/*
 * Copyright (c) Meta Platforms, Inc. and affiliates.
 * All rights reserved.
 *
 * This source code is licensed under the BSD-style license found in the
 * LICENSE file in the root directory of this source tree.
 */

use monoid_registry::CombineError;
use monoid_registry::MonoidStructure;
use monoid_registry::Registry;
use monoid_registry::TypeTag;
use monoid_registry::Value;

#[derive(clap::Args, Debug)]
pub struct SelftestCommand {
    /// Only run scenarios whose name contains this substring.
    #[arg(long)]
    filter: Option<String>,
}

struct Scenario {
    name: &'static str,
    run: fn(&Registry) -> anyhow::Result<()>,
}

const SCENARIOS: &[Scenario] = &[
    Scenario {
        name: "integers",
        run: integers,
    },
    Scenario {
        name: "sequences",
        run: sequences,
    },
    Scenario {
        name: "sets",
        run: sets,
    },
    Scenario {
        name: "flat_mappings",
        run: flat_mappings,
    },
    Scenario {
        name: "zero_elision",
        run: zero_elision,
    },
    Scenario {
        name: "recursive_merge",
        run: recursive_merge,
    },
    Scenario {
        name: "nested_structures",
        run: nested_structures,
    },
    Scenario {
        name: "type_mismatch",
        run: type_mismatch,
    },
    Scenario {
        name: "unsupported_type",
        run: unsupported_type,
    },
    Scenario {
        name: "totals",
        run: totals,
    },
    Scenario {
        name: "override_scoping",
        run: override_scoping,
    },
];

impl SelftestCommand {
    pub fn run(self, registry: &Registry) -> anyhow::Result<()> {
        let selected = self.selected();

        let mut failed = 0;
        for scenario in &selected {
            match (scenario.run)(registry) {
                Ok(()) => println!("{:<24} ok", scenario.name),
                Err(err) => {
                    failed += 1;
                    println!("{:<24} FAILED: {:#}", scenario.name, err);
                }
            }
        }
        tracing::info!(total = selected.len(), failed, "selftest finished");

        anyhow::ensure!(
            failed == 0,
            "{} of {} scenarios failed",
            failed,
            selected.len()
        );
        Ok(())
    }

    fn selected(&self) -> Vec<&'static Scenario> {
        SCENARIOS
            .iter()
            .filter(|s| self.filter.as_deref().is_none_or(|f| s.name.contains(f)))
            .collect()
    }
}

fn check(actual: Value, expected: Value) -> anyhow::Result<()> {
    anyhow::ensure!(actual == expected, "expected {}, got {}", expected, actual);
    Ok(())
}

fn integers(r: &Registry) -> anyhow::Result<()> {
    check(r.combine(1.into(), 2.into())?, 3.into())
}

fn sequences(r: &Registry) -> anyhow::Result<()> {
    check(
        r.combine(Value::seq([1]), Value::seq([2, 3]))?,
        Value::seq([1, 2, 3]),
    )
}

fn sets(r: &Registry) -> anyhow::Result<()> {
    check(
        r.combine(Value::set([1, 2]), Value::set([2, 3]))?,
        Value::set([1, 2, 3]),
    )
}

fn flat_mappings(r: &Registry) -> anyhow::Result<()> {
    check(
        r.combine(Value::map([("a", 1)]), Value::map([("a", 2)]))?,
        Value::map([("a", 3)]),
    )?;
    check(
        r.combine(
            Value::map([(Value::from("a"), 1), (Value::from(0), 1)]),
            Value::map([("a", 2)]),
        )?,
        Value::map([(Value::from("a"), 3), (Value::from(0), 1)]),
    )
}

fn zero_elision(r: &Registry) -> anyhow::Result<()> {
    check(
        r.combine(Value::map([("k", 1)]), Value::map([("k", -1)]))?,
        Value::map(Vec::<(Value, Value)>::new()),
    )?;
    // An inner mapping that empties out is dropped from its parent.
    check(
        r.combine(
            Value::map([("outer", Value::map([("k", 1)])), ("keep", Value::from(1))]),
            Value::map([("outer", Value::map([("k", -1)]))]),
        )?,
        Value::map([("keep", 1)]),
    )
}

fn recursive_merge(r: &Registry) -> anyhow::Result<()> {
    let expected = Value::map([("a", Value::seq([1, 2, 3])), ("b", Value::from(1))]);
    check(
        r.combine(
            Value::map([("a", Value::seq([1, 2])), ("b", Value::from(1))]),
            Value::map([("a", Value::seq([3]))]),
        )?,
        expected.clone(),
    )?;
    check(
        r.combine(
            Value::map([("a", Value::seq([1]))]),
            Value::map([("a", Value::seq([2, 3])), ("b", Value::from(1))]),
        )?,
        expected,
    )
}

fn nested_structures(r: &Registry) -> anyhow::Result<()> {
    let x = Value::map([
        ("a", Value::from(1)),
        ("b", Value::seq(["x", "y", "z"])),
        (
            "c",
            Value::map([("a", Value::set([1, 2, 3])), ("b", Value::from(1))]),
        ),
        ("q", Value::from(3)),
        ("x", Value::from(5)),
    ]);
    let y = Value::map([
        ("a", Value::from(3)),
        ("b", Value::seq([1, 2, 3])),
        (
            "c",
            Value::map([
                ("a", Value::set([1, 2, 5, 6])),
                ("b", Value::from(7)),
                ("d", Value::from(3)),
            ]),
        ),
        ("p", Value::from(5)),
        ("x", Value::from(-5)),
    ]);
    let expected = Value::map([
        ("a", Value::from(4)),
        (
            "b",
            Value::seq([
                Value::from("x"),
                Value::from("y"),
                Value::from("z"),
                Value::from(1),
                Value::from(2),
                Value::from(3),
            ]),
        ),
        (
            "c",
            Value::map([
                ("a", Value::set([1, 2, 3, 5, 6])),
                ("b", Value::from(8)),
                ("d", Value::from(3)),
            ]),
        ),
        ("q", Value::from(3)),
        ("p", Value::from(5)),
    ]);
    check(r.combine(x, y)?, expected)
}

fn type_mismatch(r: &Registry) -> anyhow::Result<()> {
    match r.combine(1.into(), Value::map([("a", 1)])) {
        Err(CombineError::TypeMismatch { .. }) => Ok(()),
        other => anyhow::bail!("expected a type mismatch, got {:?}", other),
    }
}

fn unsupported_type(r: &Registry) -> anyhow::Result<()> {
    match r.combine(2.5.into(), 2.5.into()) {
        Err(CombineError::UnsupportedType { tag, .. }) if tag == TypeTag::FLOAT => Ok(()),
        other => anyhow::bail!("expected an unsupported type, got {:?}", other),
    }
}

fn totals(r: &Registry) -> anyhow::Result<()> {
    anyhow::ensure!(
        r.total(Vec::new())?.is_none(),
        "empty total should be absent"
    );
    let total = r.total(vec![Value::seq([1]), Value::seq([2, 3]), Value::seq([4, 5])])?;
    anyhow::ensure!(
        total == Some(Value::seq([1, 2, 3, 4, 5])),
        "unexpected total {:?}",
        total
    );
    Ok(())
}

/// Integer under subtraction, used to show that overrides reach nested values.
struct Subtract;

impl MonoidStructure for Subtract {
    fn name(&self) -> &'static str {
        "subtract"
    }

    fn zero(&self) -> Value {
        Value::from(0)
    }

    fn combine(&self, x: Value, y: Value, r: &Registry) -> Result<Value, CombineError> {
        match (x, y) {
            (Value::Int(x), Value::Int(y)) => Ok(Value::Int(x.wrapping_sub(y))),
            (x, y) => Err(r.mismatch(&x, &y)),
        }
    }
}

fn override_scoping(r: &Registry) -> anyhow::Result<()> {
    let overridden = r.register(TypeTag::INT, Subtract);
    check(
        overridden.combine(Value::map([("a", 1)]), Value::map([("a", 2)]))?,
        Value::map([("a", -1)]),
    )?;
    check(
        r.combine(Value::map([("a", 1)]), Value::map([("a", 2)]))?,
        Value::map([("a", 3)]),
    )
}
==========
* **EXERCISE OBJECTIVE**: When you answer, return the records above exactly as they stand.

* **ANSWER TO THIS EXERCISE**:
/*
 * Copyright (c) Meta Platforms, Inc. and affiliates.
 * All rights reserved.
 *
 * This source code is licensed under the BSD-style license found in the
 * LICENSE file in the root directory of this source tree.
 */

use monoid_registry::CombineError;
use monoid_registry::MonoidStructure;
use monoid_registry::Registry;
use monoid_registry::TypeTag;
use monoid_registry::Value;

#[derive(clap::Args, Debug)]
pub struct SelftestCommand {
    /// Only run scenarios whose name contains this substring.
    #[arg(long)]
    filter: Option<String>,
}

struct Scenario {
    name: &'static str,
    run: fn(&Registry) -> anyhow::Result<()>,
}

const SCENARIOS: &[Scenario] = &[
    Scenario {
        name: "integers",
        run: integers,
    },
    Scenario {
        name: "sequences",
        run: sequences,
    },
    Scenario {
        name: "sets",
        run: sets,
    },
    Scenario {
        name: "flat_mappings",
        run: flat_mappings,
    },
    Scenario {
        name: "zero_elision",
        run: zero_elision,
    },
    Scenario {
        name: "recursive_merge",
        run: recursive_merge,
    },
    Scenario {
        name: "nested_structures",
        run: nested_structures,
    },
    Scenario {
        name: "type_mismatch",
        run: type_mismatch,
    },
    Scenario {
        name: "unsupported_type",
        run: unsupported_type,
    },
    Scenario {
        name: "totals",
        run: totals,
    },
    Scenario {
        name: "override_scoping",
        run: override_scoping,
    },
];

impl SelftestCommand {
    pub fn run(self, registry: &Registry) -> anyhow::Result<()> {
        let selected = self.selected();

        let mut failed = 0;
        for scenario in &selected {
            match (scenario.run)(registry) {
                Ok(()) => println!("{:<24} ok", scenario.name),
                Err(err) => {
                    failed += 1;
                    println!("{:<24} FAILED: {:#}", scenario.name, err);
                }
            }
        }
        tracing::info!(total = selected.len(), failed, "selftest finished");

        anyhow::ensure!(
            failed == 0,
            "{} of {} scenarios failed",
            failed,
            selected.len()
        );
        Ok(())
    }

    fn selected(&self) -> Vec<&'static Scenario> {
        SCENARIOS
            .iter()
            .filter(|s| self.filter.as_deref().is_none_or(|f| s.name.contains(f)))
            .collect()
    }
}

fn check(actual: Value, expected: Value) -> anyhow::Result<()> {
    anyhow::ensure!(actual == expected, "expected {}, got {}", expected, actual);
    Ok(())
}

fn integers(r: &Registry) -> anyhow::Result<()> {
    check(r.combine(1.into(), 2.into())?, 3.into())
}

fn sequences(r: &Registry) -> anyhow::Result<()> {
    check(
        r.combine(Value::seq([1]), Value::seq([2, 3]))?,
        Value::seq([1, 2, 3]),
    )
}

fn sets(r: &Registry) -> anyhow::Result<()> {
    check(
        r.combine(Value::set([1, 2]), Value::set([2, 3]))?,
        Value::set([1, 2, 3]),
    )
}

fn flat_mappings(r: &Registry) -> anyhow::Result<()> {
    check(
        r.combine(Value::map([("a", 1)]), Value::map([("a", 2)]))?,
        Value::map([("a", 3)]),
    )?;
    check(
        r.combine(
            Value::map([(Value::from("a"), 1), (Value::from(0), 1)]),
            Value::map([("a", 2)]),
        )?,
        Value::map([(Value::from("a"), 3), (Value::from(0), 1)]),
    )
}

fn zero_elision(r: &Registry) -> anyhow::Result<()> {
    check(
        r.combine(Value::map([("k", 1)]), Value::map([("k", -1)]))?,
        Value::map(Vec::<(Value, Value)>::new()),
    )?;
    // An inner mapping that empties out is dropped from its parent.
    check(
        r.combine(
            Value::map([("outer", Value::map([("k", 1)])), ("keep", Value::from(1))]),
            Value::map([("outer", Value::map([("k", -1)]))]),
        )?,
        Value::map([("keep", 1)]),
    )
}

fn recursive_merge(r: &Registry) -> anyhow::Result<()> {
    let expected = Value::map([("a", Value::seq([1, 2, 3])), ("b", Value::from(1))]);
    check(
        r.combine(
            Value::map([("a", Value::seq([1, 2])), ("b", Value::from(1))]),
            Value::map([("a", Value::seq([3]))]),
        )?,
        expected.clone(),
    )?;
    check(
        r.combine(
            Value::map([("a", Value::seq([1]))]),
            Value::map([("a", Value::seq([2, 3])), ("b", Value::from(1))]),
        )?,
        expected,
    )
}

fn nested_structures(r: &Registry) -> anyhow::Result<()> {
    let x = Value::map([
        ("a", Value::from(1)),
        ("b", Value::seq(["x", "y", "z"])),
        (
            "c",
            Value::map([("a", Value::set([1, 2, 3])), ("b", Value::from(1))]),
        ),
        ("q", Value::from(3)),
        ("x", Value::from(5)),
    ]);
    let y = Value::map([
        ("a", Value::from(3)),
        ("b", Value::seq([1, 2, 3])),
        (
            "c",
            Value::map([
                ("a", Value::set([1, 2, 5, 6])),
                ("b", Value::from(7)),
                ("d", Value::from(3)),
            ]),
        ),
        ("p", Value::from(5)),
        ("x", Value::from(-5)),
    ]);
    let expected = Value::map([
        ("a", Value::from(4)),
        (
            "b",
            Value::seq([
                Value::from("x"),
                Value::from("y"),
                Value::from("z"),
                Value::from(1),
                Value::from(2),
                Value::from(3),
            ]),
        ),
        (
            "c",
            Value::map([
                ("a", Value::set([1, 2, 3, 5, 6])),
                ("b", Value::from(8)),
                ("d", Value::from(3)),
            ]),
        ),
        ("q", Value::from(3)),
        ("p", Value::from(5)),
    ]);
    check(r.combine(x, y)?, expected)
}

fn type_mismatch(r: &Registry) -> anyhow::Result<()> {
    match r.combine(1.into(), Value::map([("a", 1)])) {
        Err(CombineError::TypeMismatch { .. }) => Ok(()),
        other => anyhow::bail!("expected a type mismatch, got {:?}", other),
    }
}

fn unsupported_type(r: &Registry) -> anyhow::Result<()> {
    match r.combine(2.5.into(), 2.5.into()) {
        Err(CombineError::UnsupportedType { tag, .. }) if tag == TypeTag::FLOAT => Ok(()),
        other => anyhow::bail!("expected an unsupported type, got {:?}", other),
    }
}

fn totals(r: &Registry) -> anyhow::Result<()> {
    anyhow::ensure!(
        r.total(Vec::new())?.is_none(),
        "empty total should be absent"
    );
    let total = r.total(vec![Value::seq([1]), Value::seq([2, 3]), Value::seq([4, 5])])?;
    anyhow::ensure!(
        total == Some(Value::seq([1, 2, 3, 4, 5])),
        "unexpected total {:?}",
        total
    );
    Ok(())
}

/// Integer under subtraction, used to show that overrides reach nested values.
struct Subtract;

impl MonoidStructure for Subtract {
    fn name(&self) -> &'static str {
        "subtract"
    }

    fn zero(&self) -> Value {
        Value::from(0)
    }

    fn combine(&self, x: Value, y: Value, r: &Registry) -> Result<Value, CombineError> {
        match (x, y) {
            (Value::Int(x), Value::Int(y)) => Ok(Value::Int(x.wrapping_sub(y))),
            (x, y) => Err(r.mismatch(&x, &y)),
        }
    }
}

fn override_scoping(r: &Registry) -> anyhow::Result<()> {
    let overridden = r.register(TypeTag::INT, Subtract);
    check(
        overridden.combine(Value::map([("a", 1)]), Value::map([("a", 2)]))?,
        Value::map([("a", -1)]),
    )?;
    check(
        r.combine(Value::map([("a", 1)]), Value::map([("a", 2)]))?,
        Value::map([("a", 3)]),
    )
}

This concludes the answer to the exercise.